L’histoire du barrage de balles de peinture apparaît dans le nouveau livre Power Failure : The Inside Story of the Collapse of Enron, écrit par la rédactrice en chef de Texas Monthly, Mimi Swartz, avec Watkins. La guerre des billes de peinture n’était qu’une manifestation parmi d’autres de la culture hyperagressive de la nouvelle économie de l’entreprise, qui a propulsé Enron vers la domination du marché mais qui a ensuite consumé les meilleurs et les plus brillants de l’entreprise, comme Fastow et Watkins. Power Failure retrace l’ascension et la chute de l’entreprise : sa transformation audacieuse du marché mondial de l’énergie au début et au milieu des années 90 et, plus tard, son orgueil démesuré lorsqu’elle a cru pouvoir tromper Wall Street en créant des entités financières qui dissimulaient la dette croissante de l’entreprise. Bien que le livre explique les mécanismes qui ont permis à cette société d’un milliard de dollars de se présenter en bonne santé sur le papier alors qu’elle se dirigeait vers la faillite, Power Failure est avant tout un livre sur la culture d’Enron. L’entreprise a été condamnée, comme le démontre le livre, par sa voracité pour les profits – réels ou fictifs – et par une culture de l’excès parmi les employés qui filtrait du haut vers le bas. « Ils vivaient des vies basées sur la consommation sous ses myriades de formes », écrit Swartz dans Power Failure. « La vie était un jeu dont le but était de voir combien on pouvait extraire sans jamais payer »

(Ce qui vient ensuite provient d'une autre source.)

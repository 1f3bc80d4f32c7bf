//! # API Gateway (it-08)
//!
//! The only HTTP surface of the pipeline.
//!
//! ```text
//! POST /generate-url ─────────────────────────────→ Capability Issuer
//! GET  /access-object ──→ [Authorizer gate] ──────→ Access Resolver
//! PUT  /objects/:bucket/:key ──→ [write capability] → Object Store
//! GET  /objects/:bucket/:key ──→ [read capability] ─→ Object Store
//! ```
//!
//! Client identity is the TCP peer address unless the peer is a trusted
//! proxy. Error bodies carry a stable code and a generic message only.
//!
//! ## Crate Structure
//!
//! - `domain/` - Configuration and HTTP error rendering
//! - `middleware/` - Identity, authorizer gate, timeout, tracing, CORS
//! - `handlers.rs` - Route handlers
//! - `service.rs` - Router assembly and server lifecycle

pub mod domain;
pub mod handlers;
pub mod middleware;
pub mod service;

pub use domain::{codes, ApiError, ConfigError, ErrorBody, GatewayConfig, GatewayError};
pub use handlers::{AppState, OBJECT_NAME_HEADER};
pub use middleware::ClientIdentity;
pub use service::{ApiGatewayService, GatewayComponents};
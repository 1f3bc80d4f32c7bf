//! # Capability Issuer Service

use crate::domain::{GenerateUrlRequest, IssueError, IssuedCapability, IssuerConfig};
use it_01_job_store::JobStore;
use it_02_object_storage::CapabilitySigner;
use shared_types::{CapabilityOperation, ContentType, JobRecord, ObjectId, SourceIdentity};
use tracing::{info, warn};

pub struct CapabilityIssuer {
    jobs: JobStore,
    signer: CapabilitySigner,
    config: IssuerConfig,
}

impl CapabilityIssuer {
    pub fn new(jobs: JobStore, signer: CapabilitySigner, config: IssuerConfig) -> Self {
        Self {
            jobs,
            signer,
            config,
        }
    }

    /// Validate the request, create the job record and issue a write
    /// capability for the new object.
    pub async fn issue(
        &self,
        request: GenerateUrlRequest,
        source: SourceIdentity,
    ) -> Result<IssuedCapability, IssueError> {
        let Some(content_type) = ContentType::from_object_name(&request.object_name) else {
            warn!(object_name = %request.object_name, "Rejected upload request: unsupported media type");
            return Err(IssueError::UnsupportedMediaType {
                object_name: request.object_name,
            });
        };

        let object_id = ObjectId::generate(content_type);
        let record = JobRecord::issued(object_id.clone(), source, content_type, request.transforms);
        self.jobs.create(&record).await?;

        let capability = self.signer.presign(
            CapabilityOperation::Write,
            &self.config.input_bucket,
            object_id.as_str(),
            self.config.capability_ttl,
        );

        info!(
            object_id = %object_id,
            source = %record.source_identity,
            transforms = record.transforms.len(),
            "Write capability issued"
        );
        Ok(IssuedCapability {
            object_id,
            capability,
        })
    }
}
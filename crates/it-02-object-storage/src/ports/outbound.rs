//! # Outbound Ports (Driven Ports)
//!
//! Dependencies required by object storage and the capability signer.

use crate::domain::errors::ObjectStoreError;
use async_trait::async_trait;
use bytes::Bytes;
use std::sync::atomic::{AtomicU64, Ordering};

/// A stored object.
#[derive(Debug, Clone, PartialEq, Eq)]
pub struct StoredObject {
    pub body: Bytes,
    pub content_type: Option<String>,
    /// Hex SHA-256 of `body`.
    pub etag: String,
}

/// Abstract interface for object storage.
///
/// Testing and single-node: `InMemoryObjectStore` (adapters/memory.rs)
#[async_trait]
pub trait ObjectStore: Send + Sync {
    /// Store `body` under `bucket/key`, replacing any previous object.
    async fn put_object(
        &self,
        bucket: &str,
        key: &str,
        body: Bytes,
        content_type: Option<&str>,
    ) -> Result<(), ObjectStoreError>;

    /// Fetch the object at `bucket/key`.
    async fn get_object(&self, bucket: &str, key: &str) -> Result<StoredObject, ObjectStoreError>;
}

/// Abstract interface for time operations (for testability).
pub trait TimeSource: Send + Sync {
    /// Current time in seconds since the Unix epoch.
    fn now_secs(&self) -> u64;
}

/// Default system time source.
#[derive(Debug, Clone, Copy, Default)]
pub struct SystemTimeSource;

impl TimeSource for SystemTimeSource {
    fn now_secs(&self) -> u64 {
        std::time::SystemTime::now()
            .duration_since(std::time::UNIX_EPOCH)
            .unwrap_or_default()
            .as_secs()
    }
}

/// Settable clock for tests.
#[derive(Debug, Default)]
pub struct MockTimeSource {
    now: AtomicU64,
}

impl MockTimeSource {
    #[must_use]
    pub fn new(now_secs: u64) -> Self {
        Self {
            now: AtomicU64::new(now_secs),
        }
    }

    pub fn set(&self, now_secs: u64) {
        self.now.store(now_secs, Ordering::SeqCst);
    }

    pub fn advance(&self, secs: u64) {
        self.now.fetch_add(secs, Ordering::SeqCst);
    }
}

impl TimeSource for MockTimeSource {
    fn now_secs(&self) -> u64 {
        self.now.load(Ordering::SeqCst)
    }
}
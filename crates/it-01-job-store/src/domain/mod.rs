//! # Domain Layer
//!
//! - `condition` - Items, read consistency and write conditions
//! - `item` - Typed view over a stored job record
//! - `errors` - Domain error types

pub mod condition;
pub mod errors;
pub mod item;
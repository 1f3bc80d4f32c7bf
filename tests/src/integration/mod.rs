//! # Integration Tests
//!
//! Every component wired exactly as the node runtime wires it, with the
//! HTTP surface driven through the router and the queues drained by hand.

#[cfg(test)]
mod harness;

#[cfg(test)]
mod dead_letter;
#[cfg(test)]
mod invariants;
#[cfg(test)]
mod scenarios;
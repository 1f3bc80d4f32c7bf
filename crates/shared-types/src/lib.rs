//! # Shared Types Crate
//!
//! This crate contains the job record, the storage notification envelope and
//! the capability types used by every pipeline component.
//!
//! ## Design Principles
//!
//! - **Single Source of Truth**: The persisted attribute names of a job record
//!   and the JSON shape of a storage notification are defined here only.
//! - **Closed Allow-Lists**: Content types and job statuses are enums, so a
//!   value outside the allow-list cannot be constructed in-process.
//! - **Identity Is Data**: The network identity captured at issuance is an
//!   opaque string compared byte-for-byte; no parsing happens after capture.

pub mod capability;
pub mod entities;
pub mod notification;

pub use capability::{Capability, CapabilityOperation};
pub use entities::*;
pub use notification::{BucketEntity, ObjectEntity, StorageEntity, StorageEvent, StorageEventRecord};
//! Object-created notification envelope.
//!
//! This is the JSON body that travels from object storage through the topic
//! into the transform queue and, on exhaustion, the dead-letter queue.

use serde::{Deserialize, Serialize};

/// Top-level notification body.
#[derive(Debug, Clone, PartialEq, Eq, Serialize, Deserialize)]
pub struct StorageEvent {
    #[serde(rename = "Records", default)]
    pub records: Vec<StorageEventRecord>,
}

#[derive(Debug, Clone, PartialEq, Eq, Serialize, Deserialize)]
pub struct StorageEventRecord {
    #[serde(rename = "eventTime", default)]
    pub event_time: String,
    pub s3: StorageEntity,
}

#[derive(Debug, Clone, PartialEq, Eq, Serialize, Deserialize)]
pub struct StorageEntity {
    pub bucket: BucketEntity,
    pub object: ObjectEntity,
}

#[derive(Debug, Clone, PartialEq, Eq, Serialize, Deserialize)]
pub struct BucketEntity {
    pub name: String,
}

#[derive(Debug, Clone, PartialEq, Eq, Serialize, Deserialize)]
pub struct ObjectEntity {
    pub key: String,
    #[serde(default)]
    pub size: u64,
    #[serde(rename = "eTag", default)]
    pub etag: String,
    #[serde(default)]
    pub sequencer: String,
}

impl StorageEvent {
    /// Envelope for a single object-created event.
    pub fn object_created(
        bucket: impl Into<String>,
        key: impl Into<String>,
        size: u64,
        etag: impl Into<String>,
        sequencer: impl Into<String>,
        event_time: impl Into<String>,
    ) -> Self {
        Self {
            records: vec![StorageEventRecord {
                event_time: event_time.into(),
                s3: StorageEntity {
                    bucket: BucketEntity { name: bucket.into() },
                    object: ObjectEntity {
                        key: key.into(),
                        size,
                        etag: etag.into(),
                        sequencer: sequencer.into(),
                    },
                },
            }],
        }
    }

    pub fn from_json(body: &str) -> Result<Self, serde_json::Error> {
        serde_json::from_str(body)
    }

    pub fn to_json(&self) -> Result<String, serde_json::Error> {
        serde_json::to_string(self)
    }

    /// The referenced record, if the envelope references exactly one object.
    #[must_use]
    pub fn single_record(&self) -> Option<&StorageEventRecord> {
        match self.records.as_slice() {
            [record] => Some(record),
            _ => None,
        }
    }
}
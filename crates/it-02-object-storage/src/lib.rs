//! # Object Storage (it-02)
//!
//! Input and output buckets plus the capability scheme that guards them.
//!
//! ## Responsibilities
//!
//! - Store object bytes per `(bucket, key)`
//! - Announce every created object whose key carries the configured prefix
//!   as a storage notification on a topic
//! - Mint and verify capabilities: HMAC-SHA256 signed, time-boxed,
//!   single-object, single-operation URLs
//!
//! ## Crate Structure (Hexagonal Architecture)
//!
//! - `domain/` - Capability signer, errors
//! - `ports/` - `ObjectStore` and `TimeSource` driven ports
//! - `adapters/` - In-memory object store

pub mod adapters;
pub mod domain;
pub mod ports;

pub use adapters::memory::{InMemoryObjectStore, NotificationRule};
pub use domain::capability::{CapabilityClaims, CapabilitySigner};
pub use domain::errors::{CapabilityError, ObjectStoreError};
pub use ports::outbound::{MockTimeSource, ObjectStore, StoredObject, SystemTimeSource, TimeSource};

/// Validity of every issued capability.
pub const DEFAULT_CAPABILITY_TTL_SECS: u64 = 60;
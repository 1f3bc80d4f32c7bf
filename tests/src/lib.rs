//! # Image-Transform Test Suite
//!
//! ## Structure
//!
//! ```text
//! tests/src/
//! └── integration/
//!     ├── harness.rs      # Full pipeline wired in memory
//!     ├── scenarios.rs    # Client-visible flows (issue, upload, access)
//!     ├── dead_letter.rs  # Redelivery exhaustion and quarantine
//!     └── invariants.rs   # Cross-component properties
//! ```
//!
//! ## Running Tests
//!
//! ```bash
//! cargo test -p it-tests
//! cargo test -p it-tests integration::dead_letter::
//!
//! # Benchmarks
//! cargo bench -p it-tests
//! ```

pub mod integration;
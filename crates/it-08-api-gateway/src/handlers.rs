//! Route handlers.
//!
//! | Route | Component |
//! |-------|-----------|
//! | `POST /generate-url` | capability issuer |
//! | `GET /access-object` | access resolver (behind the authorizer gate) |
//! | `PUT /objects/:bucket/:key` | object store, write capability |
//! | `GET /objects/:bucket/:key` | object store, read capability |
//! | `GET /health` | liveness |

use crate::domain::error::ApiError;
use crate::middleware::{ClientIdentity, ObjectNameQuery};
use axum::{
    body::{to_bytes, Body},
    extract::{Path, Query, State},
    http::{header, HeaderMap, StatusCode},
    response::{IntoResponse, Response},
    Extension,
};
use bytes::Bytes;
use it_02_object_storage::{CapabilityClaims, CapabilitySigner, ObjectStore, ObjectStoreError};
use it_03_capability_issuer::{CapabilityIssuer, GenerateUrlRequest, IssueError};
use it_07_access_resolver::{AccessOutcome, AccessResolver, ResolveError};
use serde::Deserialize;
use shared_types::CapabilityOperation;
use std::sync::Arc;
use tracing::{debug, error, warn};

pub const OBJECT_NAME_HEADER: &str = "object-name";

/// Shared handler state.
#[derive(Clone)]
pub struct AppState {
    pub issuer: Arc<CapabilityIssuer>,
    pub resolver: Arc<AccessResolver>,
    pub signer: CapabilitySigner,
    pub objects: Arc<dyn ObjectStore>,
    pub max_object_bytes: usize,
}

/// Capability claims carried in the object URL.
#[derive(Debug, Clone, Default, Deserialize)]
pub struct CapabilityQuery {
    pub op: Option<String>,
    pub expires: Option<String>,
    pub signature: Option<String>,
}

impl CapabilityQuery {
    fn claims(self) -> Option<CapabilityClaims> {
        Some(CapabilityClaims {
            operation: self.op?,
            expires_at: self.expires?.parse().ok()?,
            signature: self.signature?,
        })
    }
}

pub async fn health() -> &'static str {
    "OK"
}

pub async fn generate_url(
    State(state): State<AppState>,
    identity: Option<Extension<ClientIdentity>>,
    body: Bytes,
) -> Result<Response, ApiError> {
    let request: GenerateUrlRequest = serde_json::from_slice(&body).map_err(|e| {
        debug!(error = %e, "Malformed generate-url body");
        ApiError::malformed_request()
    })?;

    let Some(Extension(ClientIdentity(source))) = identity else {
        error!("generate-url reached without a client identity");
        return Err(ApiError::internal());
    };

    let issued = state
        .issuer
        .issue(request, source)
        .await
        .map_err(|e| match e {
            IssueError::UnsupportedMediaType { .. } => ApiError::unsupported_media_type(),
            IssueError::Store(e) => {
                error!(error = %e, "Failed to issue capability");
                ApiError::internal()
            }
        })?;

    Ok((
        StatusCode::OK,
        [
            (OBJECT_NAME_HEADER, issued.object_id.to_string()),
            (header::CONTENT_TYPE.as_str(), "text/plain; charset=utf-8".to_string()),
        ],
        issued.capability.url,
    )
        .into_response())
}

pub async fn access_object(
    State(state): State<AppState>,
    Query(query): Query<ObjectNameQuery>,
) -> Result<Response, ApiError> {
    match state.resolver.resolve(query.object_name.as_deref()).await {
        Ok(AccessOutcome::TryLater) => Err(ApiError::not_ready()),
        Ok(AccessOutcome::Broken) => Err(ApiError::object_broken()),
        Ok(AccessOutcome::Ready(capability)) => Ok((StatusCode::OK, capability.url).into_response()),
        Err(ResolveError::MissingObjectName) => Err(ApiError::missing_object_name()),
        // Already logged by the resolver.
        Err(ResolveError::InternalConsistency { .. }) => Err(ApiError::internal()),
        Err(ResolveError::Store(e)) => {
            error!(error = %e, "Failed to resolve access");
            Err(ApiError::internal())
        }
    }
}

fn verify(
    signer: &CapabilitySigner,
    required: CapabilityOperation,
    bucket: &str,
    key: &str,
    query: CapabilityQuery,
) -> Result<(), ApiError> {
    let Some(claims) = query.claims() else {
        return Err(ApiError::invalid_capability());
    };
    signer
        .verify(required, bucket, key, &claims)
        .map_err(|e| {
            warn!(bucket, key, op = %required, reason = %e, "Capability rejected");
            ApiError::invalid_capability()
        })
}

fn object_error(e: ObjectStoreError) -> ApiError {
    match e {
        ObjectStoreError::NoSuchBucket { .. } | ObjectStoreError::NoSuchKey { .. } => {
            ApiError::no_such_object()
        }
        other => {
            error!(error = %other, "Object store failure");
            ApiError::internal()
        }
    }
}

pub async fn put_object(
    State(state): State<AppState>,
    Path((bucket, key)): Path<(String, String)>,
    Query(query): Query<CapabilityQuery>,
    headers: HeaderMap,
    body: Body,
) -> Result<StatusCode, ApiError> {
    verify(&state.signer, CapabilityOperation::Write, &bucket, &key, query)?;

    let bytes = to_bytes(body, state.max_object_bytes)
        .await
        .map_err(|_| ApiError::payload_too_large())?;
    let content_type = headers
        .get(header::CONTENT_TYPE)
        .and_then(|v| v.to_str().ok());

    state
        .objects
        .put_object(&bucket, &key, bytes, content_type)
        .await
        .map_err(object_error)?;
    Ok(StatusCode::OK)
}

pub async fn get_object(
    State(state): State<AppState>,
    Path((bucket, key)): Path<(String, String)>,
    Query(query): Query<CapabilityQuery>,
) -> Result<Response, ApiError> {
    verify(&state.signer, CapabilityOperation::Read, &bucket, &key, query)?;

    let object = state
        .objects
        .get_object(&bucket, &key)
        .await
        .map_err(object_error)?;
    let content_type = object
        .content_type
        .unwrap_or_else(|| "application/octet-stream".to_string());

    Ok((
        StatusCode::OK,
        [
            (header::CONTENT_TYPE.as_str(), content_type),
            (header::ETAG.as_str(), format!("\"{}\"", object.etag)),
        ],
        object.body,
    )
        .into_response())
}
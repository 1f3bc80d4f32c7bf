//! # Access Authorizer (it-06)
//!
//! Gate in front of every object read. The caller's current network identity
//! must equal the identity recorded when the upload was issued.
//!
//! ```text
//! object-name ──→ JobStore (strong read) ──→ SourceIP == caller ? Allow : Deny
//!      │                 │                          │
//!   missing          error / absent            missing attribute
//!      └───────────────────┴───────────────────────┴──────→ Deny
//! ```
//!
//! The decision has no side effects and never returns job data; the gateway
//! only sees a policy document.

pub mod policy;
pub mod service;

pub use policy::{AuthorizerResponse, Effect, PolicyDocument, Statement, POLICY_VERSION};
pub use service::{AccessAuthorizer, DenyReason};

La connaissance qu’avait Watkins d’Enron, où elle a travaillé pendant neuf ans, éclaire le livre, tout comme son point de vue de cadre qui a essayé tant bien que mal de prévenir le capitaine du naufrage du navire. En août 2001, elle a écrit la fameuse missive au président Ken Lay, l’avertissant d’un « canular comptable élaboré » qui menaçait la viabilité de l’entreprise, alors la septième plus grande du pays. « Je suis incroyablement nerveuse à l’idée que nous implosions dans une vague de scandales comptables », écrit-elle dans une lettre qui s’avère prémonitoire. Après que les enquêteurs du Congrès ont découvert sa lettre au mois de janvier suivant, elle a témoigné devant les commissions de la Chambre et du Sénat, rejetant la responsabilité des comptes truqués d’Enron sur plusieurs de ses cadres supérieurs, dont Fastow, qui avait trouvé le moyen de se remplir les poches tout en transférant des milliards de dollars de dettes d’Enron hors de son bilan. Mme Watkins a ensuite été encensée par les médias, qui l’ont présentée comme « la dénonciatrice d’Enron » ; le magazine Time l’a mise en couverture, la nommant, ainsi que deux autres dénonciateurs, « personne de l’année ». Lors de ses interventions dans tout le pays, elle a reçu un accueil d’héroïne. Mais à Houston, la réaction a été mitigée.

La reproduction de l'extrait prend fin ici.